I’m currently evaluating an idea to which using Apache DS partially sounds like a good fit. However, I’m not sure and I’m seeking some advice. Without detailing on the exact requirements and use case it may sound weird.

We have highly structured and hierarchical data (basically a several GB huge knowledge-base) that is stored on a server and updated from time to time. 

In a (far) future there *might* be 10.000 up to 100.000 clients somewhere on the web that need to access parts of that data. Currently there are a few hundred clients.

These clients should be able to replicate some small parts of that hierarchical data (according to some access rights) to speed up their data access and work in some "offline mode“ if required. These slaves should be updated from time to time with data from the master server. 

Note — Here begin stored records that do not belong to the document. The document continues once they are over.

//! Frequency-based stop-word derivation.
//!
//! Derives a stop-word list from the term distribution of a collection after
//! Crouch (1990). Every distinct term is counted twice: how often it occurs
//! over the whole collection (collection frequency) and in how many documents
//! it occurs at least once (document frequency). From the totals three
//! thresholds are computed:
//!
//! ```text
//! low_frequency      = total_words   * low_frequency_ratio    (default ratio 0.01)
//! high_frequency     = total_words   * low_frequency          (default rule)
//!                    | total_words   * r                      (HighFrequencyThreshold::Ratio(r))
//! document_frequency = num_documents * document_ratio         (default ratio 0.9)
//! ```
//!
//! A term is a stop word if its collection frequency is below
//! `low_frequency`, above `high_frequency`, or its document frequency is
//! above `document_frequency`. All thresholds are products, so empty
//! collections and documents without text are safe.
//!
//! The default high-frequency rule scales `total_words` by the already scaled
//! low threshold, which makes it grow with the square of the collection size.
//! [`HighFrequencyThreshold::Ratio`] gives the fixed-fraction variant.
//!
//! # Examples
//!
//! ```
//! use stoplist::document::Document;
//! use stoplist::stopwords::frequency::{CrouchConfig, derive_stop_words};
//!
//! let collection = vec![Document::from_raw_text(0, "", "a a a b")];
//! let stop_words = derive_stop_words(&collection, &CrouchConfig::default());
//!
//! // With a single document every term occurs in more than 90% of documents.
//! assert_eq!(stop_words, vec!["a", "b"]);
//! ```

use ahash::{AHashSet, RandomState};
use indexmap::IndexMap;
use log::{debug, warn};
use serde::{Deserialize, Serialize};

use crate::analysis::tokenizer::whitespace::WhitespaceTokenizer;
use crate::document::CorpusDocument;
use crate::error::{Result, StoplistError};

/// Where the deriver takes a document's tokens from.
#[derive(Clone, Copy, Debug, Default, PartialEq, Eq, Hash, Serialize, Deserialize)]
#[serde(rename_all = "snake_case")]
pub enum TermSource {
    /// Split the document's raw text on whitespace. Documents without raw
    /// text contribute no tokens.
    #[default]
    RawText,
    /// Use the document's own term list.
    Terms,
}

/// How the high collection-frequency threshold is computed.
#[derive(Clone, Copy, Debug, Default, PartialEq, Serialize, Deserialize)]
#[serde(rename_all = "snake_case")]
pub enum HighFrequencyThreshold {
    /// `total_words * low_frequency`.
    #[default]
    ScaledByLowThreshold,
    /// `total_words * ratio`.
    Ratio(f64),
}

/// Configuration for the frequency-based deriver.
#[derive(Clone, Copy, Debug, PartialEq, Serialize, Deserialize)]
#[serde(default)]
pub struct CrouchConfig {
    /// Fraction of `total_words` below which a term counts as rare.
    pub low_frequency_ratio: f64,

    /// Rule for the threshold above which a term counts as too frequent.
    pub high_frequency: HighFrequencyThreshold,

    /// Fraction of `num_documents` above which a term counts as ubiquitous.
    pub document_ratio: f64,

    /// Token source for each document.
    pub term_source: TermSource,
}

impl Default for CrouchConfig {
    fn default() -> Self {
        CrouchConfig {
            low_frequency_ratio: 0.01,
            high_frequency: HighFrequencyThreshold::ScaledByLowThreshold,
            document_ratio: 0.9,
            term_source: TermSource::RawText,
        }
    }
}

impl CrouchConfig {
    /// Parse a configuration from JSON. Missing fields take their defaults.
    ///
    /// ```
    /// use stoplist::stopwords::frequency::{CrouchConfig, HighFrequencyThreshold};
    ///
    /// let config = CrouchConfig::from_json_str(r#"{"high_frequency": {"ratio": 0.05}}"#).unwrap();
    /// assert_eq!(config.high_frequency, HighFrequencyThreshold::Ratio(0.05));
    /// assert_eq!(config.document_ratio, 0.9);
    /// ```
    pub fn from_json_str(json: &str) -> Result<Self> {
        let config: CrouchConfig = serde_json::from_str(json)?;
        config.validate()?;
        Ok(config)
    }

    /// Set the low-frequency ratio.
    pub fn with_low_frequency_ratio(mut self, ratio: f64) -> Self {
        self.low_frequency_ratio = ratio;
        self
    }

    /// Set the high-frequency rule.
    pub fn with_high_frequency(mut self, high_frequency: HighFrequencyThreshold) -> Self {
        self.high_frequency = high_frequency;
        self
    }

    /// Set the document ratio.
    pub fn with_document_ratio(mut self, ratio: f64) -> Self {
        self.document_ratio = ratio;
        self
    }

    /// Set the token source.
    pub fn with_term_source(mut self, term_source: TermSource) -> Self {
        self.term_source = term_source;
        self
    }

    /// Reject ratios that are negative, NaN or infinite.
    pub fn validate(&self) -> Result<()> {
        check_ratio("low_frequency_ratio", self.low_frequency_ratio)?;
        check_ratio("document_ratio", self.document_ratio)?;
        if let HighFrequencyThreshold::Ratio(ratio) = self.high_frequency {
            check_ratio("high_frequency.ratio", ratio)?;
        }
        Ok(())
    }
}

fn check_ratio(name: &str, value: f64) -> Result<()> {
    if value.is_finite() && value >= 0.0 {
        Ok(())
    } else {
        Err(StoplistError::invalid_config(format!(
            "{name} must be a finite, non-negative number, got {value}"
        )))
    }
}

/// Frequencies of one term.
#[derive(Clone, Copy, Debug, Default, PartialEq, Eq, Serialize, Deserialize)]
pub struct TermStats {
    /// Number of documents containing the term at least once.
    pub document_frequency: usize,
    /// Number of occurrences over the whole collection.
    pub collection_frequency: usize,
}

/// The three cut-offs a term is compared against.
#[derive(Clone, Copy, Debug, PartialEq, Serialize, Deserialize)]
pub struct Thresholds {
    /// Collection frequencies strictly below this are stop words.
    pub low_frequency: f64,
    /// Collection frequencies strictly above this are stop words.
    pub high_frequency: f64,
    /// Document frequencies strictly above this are stop words.
    pub document_frequency: f64,
}

impl Thresholds {
    /// Compute the thresholds for a collection of the given size.
    pub fn compute(total_words: usize, num_documents: usize, config: &CrouchConfig) -> Self {
        let total_words = total_words as f64;
        let low_frequency = total_words * config.low_frequency_ratio;
        let high_frequency = match config.high_frequency {
            HighFrequencyThreshold::ScaledByLowThreshold => total_words * low_frequency,
            HighFrequencyThreshold::Ratio(ratio) => total_words * ratio,
        };
        let document_frequency = num_documents as f64 * config.document_ratio;

        Thresholds {
            low_frequency,
            high_frequency,
            document_frequency,
        }
    }

    /// Whether a term with these frequencies is a stop word.
    pub fn is_stop_word(&self, stats: &TermStats) -> bool {
        let collection_frequency = stats.collection_frequency as f64;
        collection_frequency < self.low_frequency
            || collection_frequency > self.high_frequency
            || stats.document_frequency as f64 > self.document_frequency
    }
}

/// Per-term document and collection frequencies of a collection.
///
/// Terms are kept in the order they were first seen.
#[derive(Clone, Debug, Default)]
pub struct TermFrequencyTable {
    stats: IndexMap<String, TermStats, RandomState>,
    total_words: usize,
    num_documents: usize,
}

impl TermFrequencyTable {
    /// Create an empty table.
    pub fn new() -> Self {
        Self::default()
    }

    /// Count the documents of a collection.
    pub fn from_collection<'a, D, I>(collection: I, term_source: TermSource) -> Self
    where
        D: CorpusDocument + 'a,
        I: IntoIterator<Item = &'a D>,
    {
        let tokenizer = WhitespaceTokenizer::new();
        let mut table = Self::new();
        for document in collection {
            match term_source {
                TermSource::RawText => {
                    let raw_text = document.raw_text().unwrap_or_default();
                    table.add_document(tokenizer.split(raw_text));
                }
                TermSource::Terms => {
                    table.add_document(document.terms().iter().map(String::as_str));
                }
            }
        }
        table
    }

    /// Count one document given as its sequence of tokens.
    pub fn add_document<'t, I>(&mut self, tokens: I)
    where
        I: IntoIterator<Item = &'t str>,
    {
        let mut seen: AHashSet<&str> = AHashSet::new();
        for token in tokens {
            let first_in_document = seen.insert(token);
            let index = match self.stats.get_index_of(token) {
                Some(index) => index,
                None => {
                    self.stats
                        .insert_full(token.to_owned(), TermStats::default())
                        .0
                }
            };
            let stats = &mut self.stats[index];
            stats.collection_frequency += 1;
            if first_in_document {
                stats.document_frequency += 1;
            }
            self.total_words += 1;
        }
        self.num_documents += 1;
    }

    /// Frequencies of `term`, if it occurs.
    pub fn get(&self, term: &str) -> Option<&TermStats> {
        self.stats.get(term)
    }

    /// Number of documents containing `term`.
    pub fn document_frequency(&self, term: &str) -> usize {
        self.get(term).map_or(0, |stats| stats.document_frequency)
    }

    /// Number of occurrences of `term` over the collection.
    pub fn collection_frequency(&self, term: &str) -> usize {
        self.get(term).map_or(0, |stats| stats.collection_frequency)
    }

    /// Sum of all collection frequencies.
    pub fn total_words(&self) -> usize {
        self.total_words
    }

    /// Number of documents counted, including those without tokens.
    pub fn num_documents(&self) -> usize {
        self.num_documents
    }

    /// Number of distinct terms.
    pub fn len(&self) -> usize {
        self.stats.len()
    }

    /// Whether no term has been counted.
    pub fn is_empty(&self) -> bool {
        self.stats.is_empty()
    }

    /// Iterate terms and their frequencies in first-seen order.
    pub fn iter(&self) -> impl Iterator<Item = (&str, &TermStats)> {
        self.stats.iter().map(|(term, stats)| (term.as_str(), stats))
    }

    /// Thresholds for this table under `config`.
    pub fn thresholds(&self, config: &CrouchConfig) -> Thresholds {
        Thresholds::compute(self.total_words, self.num_documents, config)
    }

    /// Terms selected by `thresholds`, in first-seen order.
    pub fn stop_words(&self, thresholds: &Thresholds) -> Vec<String> {
        self.iter()
            .filter(|(_, stats)| thresholds.is_stop_word(stats))
            .map(|(term, _)| term.to_owned())
            .collect()
    }
}

/// Derive a stop-word list from a collection.
pub fn derive_stop_words<'a, D, I>(collection: I, config: &CrouchConfig) -> Vec<String>
where
    D: CorpusDocument + 'a,
    I: IntoIterator<Item = &'a D>,
{
    let table = TermFrequencyTable::from_collection(collection, config.term_source);
    let thresholds = table.thresholds(config);
    debug!(
        "Term frequency table: {} distinct terms, {} words, {} documents; thresholds {:?}",
        table.len(),
        table.total_words(),
        table.num_documents(),
        thresholds
    );

    let stop_words = table.stop_words(&thresholds);
    if !stop_words.is_empty() && stop_words.len() == table.len() {
        warn!(
            "Every one of the {} distinct terms was selected as a stop word",
            table.len()
        );
    }
    stop_words
}

/// Derive a stop-word list with the default [`CrouchConfig`].
pub fn create_stop_word_list_by_frequency<'a, D, I>(collection: I) -> Vec<String>
where
    D: CorpusDocument + 'a,
    I: IntoIterator<Item = &'a D>,
{
    derive_stop_words(collection, &CrouchConfig::default())
}
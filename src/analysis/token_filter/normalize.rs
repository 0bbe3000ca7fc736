//! Normalize filter implementation.

use super::Filter;
use crate::analysis::normalizer::SymbolNormalizer;
use crate::analysis::token::{IntoTokenStream, TokenStream};

/// A filter that rewrites every token with [`SymbolNormalizer`].
///
/// Each token is normalized as a whole unit, so a token holding several words
/// stays one token (`"Big, Bad"` becomes `"big bad"`). Tokens that normalize
/// to the empty string are kept.
#[derive(Clone, Debug, Default)]
pub struct NormalizeFilter {
    normalizer: SymbolNormalizer,
}

impl NormalizeFilter {
    /// Create a new normalize filter.
    pub fn new() -> Self {
        NormalizeFilter {
            normalizer: SymbolNormalizer::new(),
        }
    }
}

impl Filter for NormalizeFilter {
    fn filter(&self, tokens: TokenStream) -> TokenStream {
        tokens
            .map(|token| {
                if token.is_stopped() {
                    token
                } else {
                    let normalized = self.normalizer.normalize(&token.text);
                    token.with_text(normalized)
                }
            })
            .collect::<Vec<_>>()
            .into_token_stream()
    }

    fn name(&self) -> &'static str {
        "normalize"
    }
}
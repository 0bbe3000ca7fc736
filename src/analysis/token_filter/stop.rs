//! Stop filter implementation.
//!
//! This module provides a filter that removes stop words: terms judged too
//! common or too rare to carry retrieval value.
//!
//! Membership is tested with the *lowercased* term against the list entries
//! *as given*. A list that holds `"THE"` therefore never matches anything,
//! while a list holding `"the"` matches `"The"` and `"THE"`. Lists produced by
//! [`crate::stopwords::loader`] are already lowercase. Use
//! [`CaseMode::LowercaseBoth`] to fold the list as well.
//!
//! # Examples
//!
//! ```
//! use stoplist::analysis::token::terms_to_stream;
//! use stoplist::analysis::token_filter::Filter;
//! use stoplist::analysis::token_filter::stop::StopFilter;
//!
//! let filter = StopFilter::from_words(vec!["the"]);
//! let result: Vec<_> = filter
//!     .filter(terms_to_stream(vec!["the", "quick", "brown"]))
//!     .collect();
//!
//! assert_eq!(result.len(), 2);
//! assert_eq!(result[0].text, "quick");
//! assert_eq!(result[1].text, "brown");
//! ```

use std::sync::Arc;

use ahash::AHashSet;
use serde::{Deserialize, Serialize};

use crate::analysis::token::{IntoTokenStream, Token, TokenStream};
use crate::analysis::token_filter::Filter;

/// How case is handled when testing stop-word membership.
#[derive(Clone, Copy, Debug, Default, PartialEq, Eq, Hash, Serialize, Deserialize)]
#[serde(rename_all = "snake_case")]
pub enum CaseMode {
    /// Lowercase the term, compare against the list entries unchanged.
    #[default]
    LowercaseTerm,
    /// Lowercase the term and the list entries.
    LowercaseBoth,
}

/// A filter that removes stop words from the token stream.
///
/// # Examples
///
/// ## Preserve Stopped Tokens
///
/// ```
/// use stoplist::analysis::token::terms_to_stream;
/// use stoplist::analysis::token_filter::Filter;
/// use stoplist::analysis::token_filter::stop::StopFilter;
///
/// let filter = StopFilter::from_words(vec!["the"]).remove_stopped(false);
/// let result: Vec<_> = filter.filter(terms_to_stream(vec!["the", "quick"])).collect();
///
/// assert_eq!(result.len(), 2);
/// assert!(result[0].is_stopped());
/// assert!(!result[1].is_stopped());
/// ```
///
/// ## Case Handling
///
/// ```
/// use stoplist::analysis::token_filter::stop::{CaseMode, StopFilter};
///
/// let literal = StopFilter::from_words(vec!["THE"]);
/// assert!(!literal.is_stop_word("the"));
/// assert!(!literal.is_stop_word("THE"));
///
/// let folded = StopFilter::from_words(vec!["THE"]).with_case_mode(CaseMode::LowercaseBoth);
/// assert!(folded.is_stop_word("The"));
/// ```
#[derive(Clone, Debug)]
pub struct StopFilter {
    /// The set of stop words to remove
    stop_words: Arc<AHashSet<String>>,
    /// How term and list case are compared
    case_mode: CaseMode,
    /// Whether to remove stopped tokens entirely or just mark them as stopped
    remove_stopped: bool,
}

impl StopFilter {
    /// Create a new stop filter with the given set of stop words.
    pub fn with_stop_words(stop_words: AHashSet<String>) -> Self {
        StopFilter {
            stop_words: Arc::new(stop_words),
            case_mode: CaseMode::default(),
            remove_stopped: true,
        }
    }

    /// Create a new stop filter from a list of stop words.
    ///
    /// ```
    /// use stoplist::analysis::token_filter::stop::StopFilter;
    ///
    /// let filter = StopFilter::from_words(vec!["foo", "bar", "baz", "foo"]);
    /// assert_eq!(filter.len(), 3);
    /// ```
    pub fn from_words<I, S>(words: I) -> Self
    where
        I: IntoIterator<Item = S>,
        S: Into<String>,
    {
        let stop_words = words.into_iter().map(|s| s.into()).collect();
        Self::with_stop_words(stop_words)
    }

    /// Set how case is compared.
    ///
    /// Switching to [`CaseMode::LowercaseBoth`] lowercases the stored list once.
    pub fn with_case_mode(mut self, case_mode: CaseMode) -> Self {
        if case_mode == CaseMode::LowercaseBoth && self.case_mode != case_mode {
            let folded = self.stop_words.iter().map(|w| w.to_lowercase()).collect();
            self.stop_words = Arc::new(folded);
        }
        self.case_mode = case_mode;
        self
    }

    /// Set whether to remove stopped tokens entirely or just mark them as stopped.
    pub fn remove_stopped(mut self, remove: bool) -> Self {
        self.remove_stopped = remove;
        self
    }

    /// Check if a term is a stop word.
    pub fn is_stop_word(&self, term: &str) -> bool {
        self.stop_words.contains(term.to_lowercase().as_str())
    }

    /// The case mode in use.
    pub fn case_mode(&self) -> CaseMode {
        self.case_mode
    }

    /// Get the number of distinct stop words.
    pub fn len(&self) -> usize {
        self.stop_words.len()
    }

    /// Check if the stop word set is empty.
    pub fn is_empty(&self) -> bool {
        self.stop_words.is_empty()
    }
}

impl Filter for StopFilter {
    fn filter(&self, tokens: TokenStream) -> TokenStream {
        let filtered_tokens: Vec<Token> = tokens
            .filter_map(|token| {
                if token.is_stopped() {
                    Some(token)
                } else if self.is_stop_word(&token.text) {
                    if self.remove_stopped {
                        None
                    } else {
                        Some(token.stop())
                    }
                } else {
                    Some(token)
                }
            })
            .collect();

        filtered_tokens.into_token_stream()
    }

    fn name(&self) -> &'static str {
        "stop"
    }
}

#[cfg(test)]
mod tests {
    use super::*;
    use crate::analysis::token::terms_to_stream;

    #[test]
    fn test_stop_filter() {
        let filter = StopFilter::from_words(vec!["the", "and", "or"]);
        let stream = terms_to_stream(vec!["hello", "the", "world", "and", "test"]);

        let result: Vec<Token> = filter.filter(stream).collect();

        assert_eq!(result.len(), 3);
        assert_eq!(result[0].text, "hello");
        assert_eq!(result[1].text, "world");
        assert_eq!(result[2].text, "test");
        assert_eq!(result[2].position, 4);
    }

    #[test]
    fn test_stop_filter_preserve_stopped() {
        let filter = StopFilter::from_words(vec!["the", "and"]).remove_stopped(false);
        let stream = terms_to_stream(vec!["hello", "the", "world"]);

        let result: Vec<Token> = filter.filter(stream).collect();

        assert_eq!(result.len(), 3);
        assert!(!result[0].is_stopped());
        assert!(result[1].is_stopped());
        assert!(!result[2].is_stopped());
    }

    #[test]
    fn test_already_stopped_tokens_pass_through() {
        let filter = StopFilter::from_words(vec!["the"]);
        let tokens = vec![Token::new("the", 0).stop()];

        let result: Vec<Token> = filter.filter(tokens.into_token_stream()).collect();

        assert_eq!(result.len(), 1);
        assert!(result[0].is_stopped());
    }

    #[test]
    fn test_term_is_lowercased_list_is_not() {
        let filter = StopFilter::from_words(vec!["the", "A"]);

        assert!(filter.is_stop_word("the"));
        assert!(filter.is_stop_word("THE"));
        assert!(!filter.is_stop_word("a"));
        assert!(!filter.is_stop_word("A"));
        assert_eq!(filter.case_mode(), CaseMode::LowercaseTerm);
    }

    #[test]
    fn test_lowercase_both() {
        let filter =
            StopFilter::from_words(vec!["the", "A"]).with_case_mode(CaseMode::LowercaseBoth);

        assert!(filter.is_stop_word("a"));
        assert!(filter.is_stop_word("A"));
        assert!(filter.is_stop_word("The"));
        assert_eq!(filter.len(), 2);
    }

    #[test]
    fn test_empty_string_stop_word() {
        let filter = StopFilter::from_words(vec![""]);
        let result: Vec<Token> = filter.filter(terms_to_stream(vec!["", "x"])).collect();

        assert_eq!(result.len(), 1);
        assert_eq!(result[0].text, "x");
    }

    #[test]
    fn test_empty_filter() {
        let filter = StopFilter::from_words(Vec::<String>::new());
        assert!(filter.is_empty());
        assert_eq!(filter.filter(terms_to_stream(vec!["a", "b"])).count(), 2);
    }

    #[test]
    fn test_filter_name() {
        assert_eq!(StopFilter::from_words(vec!["x"]).name(), "stop");
    }
}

My first question is: Is LDAP in general a suitable protocol for these requirements and is Apache DS an appropriate server when it comes to such master-slave scenario with slaves all over the internet? The slaves would run as embedded clients inside a java application on a desktop pc.

My second question would be: Do firewalls typically allow connections to LDAP or LDAPS ports? if not, is there any way to run replication over something that firewalls usually permit?


Thanks in advance,
Marcel


Re: [ApacheDS] Using DS in a many-clients-one-master setup over the internet?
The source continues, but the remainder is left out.